For this example, we look at how some prices are affected by a certain percentage of markdown at a retail store. Suppose you have been directed to create a price list for items that are going to be discounted for a sales event.

Start by reproducing the worksheet shown in Figure 3-5.

Figure 3-5: Start with this worksheet data.
Figure 3-5: Start with this worksheet data.

  1. In cells A6 and A7, respectively, enter $1.49 and
  2. Select cells A6 and A7, and then fill the series down to cell A24. Cell A24 should show a price of $10.49.
  3. In cell B3, enter the percentage off the regular price that you want to discount the items. For this example we use 25%. Don't forget the percent sign.
  4. In cell B6, enter =A6-(A6*$B$3).

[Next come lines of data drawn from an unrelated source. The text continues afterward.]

#[async_trait]
impl ContextLauncher for LocalContextLauncher {
    async fn launch(&self, origin: &Origin, target: &str) -> Result<LaunchedContext, AdminError> {
        self.targets.lock().unwrap().push(target.to_string());

        let (initiator_end, mut remote_end) = ChannelEndpoint::pair(origin.clone(), origin.clone());
        let delay = self.ready_delay;

        match &self.behavior {
            RemoteBehavior::Ready => {
                let delivered = Arc::clone(&self.delivered);
                tokio::spawn(async move {
                    if !delay.is_zero() {
                        tokio::time::sleep(delay).await;
                    }
                    if let Ok(payload) = receive_session(&mut remote_end).await {
                        delivered
                            .lock()
                            .unwrap()
                            .push(payload.session_token.expose().to_string());
                    }
                });
            }
            RemoteBehavior::Silent => {
                tokio::spawn(async move {
                    // the waiting view never comes up; keep the endpoint
                    // alive so the channel stays open
                    let _endpoint = remote_end;
                    tokio::time::sleep(Duration::from_secs(3600)).await;
                });
            }
            RemoteBehavior::ForgedOrigin(forged) => {
                let forged = forged.clone();
                tokio::spawn(async move {
                    let _ = remote_end
                        .send_raw(Envelope {
                            origin: forged,
                            message: Message::Ready,
                        })
                        .await;
                    let _endpoint = remote_end;
                    tokio::time::sleep(Duration::from_secs(3600)).await;
                });
            }
        }

        let closed = Arc::clone(&self.closed);
        Ok(LaunchedContext::new(initiator_end, move || {
            closed.fetch_add(1, Ordering::SeqCst);
        }))
    }
}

This multiplies the original price by the percent off, and then subtracts it from the original price to determine the new price.
  5. Copy the formula in B6 down through B24 with AutoFill. If you do it correctly, the sale price in B24 will be $7.87. Figure 3-6 shows the completed worksheet.

Figure 3-6: The finished example file.
Figure 3-6: The finished example file.

example 3: investment income

If you place a certain sum of money today in a savings account, at a certain interest rate earned, how much will you have in 1 year, assuming interest is compounded weekly? In this final example, you answer that question.

Set up a worksheet that places the beginning balance and the interest rate in separate cells at the top. You'll refer to them in other formulas in the worksheet. Figure 3-7 shows one way to do it, but you'll need to figure out the formulas -- and which values should be absolute references -- on your own.

Figure 3-7: See if you can figure out the formulas to use for this worksheet to produce these results.
Figure 3-7: See if you can figure out the formulas to use for this worksheet to produce these results.